My hope is that we will get something like Unity for the web. Something that both developers and designers can use. A tool that allows us to define both aesthetic and functionality with an intuitive interface. That interface is going to be some combination of GUI and code editor.
Generative Design
The convergence of design and development tools will allow us to discover new and more innovative ways of working. Code is not the most expressive or performative of platforms. In my opinion, describing visual characteristics in code is tedious and not-intuitive. For example, designing an animation with the After Effects timeline panel is a much better experience than doing the same with CSS or a JS library. You can visualize the timeline, adjust curves and iterate much faster.
The Compositor team has been working on some truly interesting tools. Modifying the UI directly or dragging components to create layouts is again a much better developer experience. It also allows you to explore and iterate with very little friction.
— Compositor (@getcompositor) November 17, 2017
Making progress pic.twitter.com/IGrZWzqqbT
— Compositor (@getcompositor) November 12, 2017
Project Phoebe was a brief attempt at using mutative design for UI and Adobe seems to be exploring this space too. But, we are just scratching the surface. What would the UI design equivalent of Real Time Topology Optimization look like? Can we define a set of constraints, allow the UI to morph around it and iterate?
With generative design you can start leveraging the power of the medium. You don’t have to manually create all the possible layouts. You have the ingredients. You can define a recipe and explore all the possible permutations.
Generative design mimics nature’s evolutionary approach to design. Designers or engineers input design goals into generative design software, along with parameters such as materials, manufacturing methods, and cost constraints. The software explores all the possible permutations of a solution, quickly generating design alternatives.
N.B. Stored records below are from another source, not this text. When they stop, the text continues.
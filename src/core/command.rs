//! Mutation commands and the bus that carries them to the view folder

use crate::core::record::{Invoice, RecordId};
use crate::error::{Error, Result};
use tokio::sync::mpsc;

/// Mutation intent applied to the materialized collection
#[derive(Debug, Clone, PartialEq)]
pub enum Command {
    /// Append a record; the customer is resolved when the command is folded
    Add(Invoice),
    /// Remove the record with this id, if present
    Delete(RecordId),
}

impl Command {
    /// Id of the record this command targets
    pub fn target(&self) -> RecordId {
        match self {
            Command::Add(invoice) => invoice.id,
            Command::Delete(id) => *id,
        }
    }
}

/// Sending half of the command stream.
///
/// Add and Delete share one channel so that the folder observes them in the
/// exact order they were sent.
#[derive(Debug, Clone)]
pub struct CommandBus {
    tx: mpsc::UnboundedSender<Command>,
}

impl CommandBus {
    /// Create a bus and the receiver the folder drains
    pub fn channel() -> (Self, mpsc::UnboundedReceiver<Command>) {
        let (tx, rx) = mpsc::unbounded_channel();
        (Self { tx }, rx)
    }

    /// Push a command onto the bus
    pub fn send(&self, command: Command) -> Result<()> {
        self.tx
            .send(command)
            .map_err(|e| Error::Closed(format!("command bus dropped {:?}", e.0)))
    }

    pub fn add(&self, invoice: Invoice) -> Result<()> {
        self.send(Command::Add(invoice))
    }

    pub fn delete(&self, id: RecordId) -> Result<()> {
        self.send(Command::Delete(id))
    }
}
It tests and learns from each iteration what works and what doesn’t.
—Autodesk Generative Design
Let’s focus on one category — layout. Much of web design is stuck in the mindset of fixed or fluid columns where content shifts around at breakpoints, almost completely ignoring the two-dimensional nature with the possibility of overlapping content.
Frank describes web design as “creating assemblages of elements, then associating them with the appropriate space”. I did an experiment very much inspired by that statement. Start by defining a high level fluid grid, say 6x4. Take a document and slice up the different sections into components, give them random grid sizing and drop them into the layout. The user can then lock items and continue regenerating the grid until they find a satisfying layout. You can try it yourself in this CodeSandbox.
Playing with the idea of procedurally generated layout grids.https://t.co/yAsPbkpDZJ pic.twitter.com/bHQIvlF9nC
— Varun Vachhar (@winkerVSbecks) February 13, 2019
Continuing with generative grid experiments. Took one of the @tachyons_css examples, sliced up the different sections into components and randomly sizing them in the container. You can then lock items and continue regenerating the grid until you find an interesting layout. pic.twitter.com/1cUSnz9VRN
— Varun Vachhar (@winkerVSbecks) March 1, 2019
The results were a lot better than I expected. It has been hard to break out of the twelve column mindset for me. This helped.
These are just a first steps. We could get people to rate these layouts on a scale of 1-10 and use that data to train a machine learning model which could then in-turn generate layouts for us. There is a lot more to explore in the world of generative design. I’m excited to see what else the web design and development community comes up with. Perhaps generative design will be the bridge between design and code?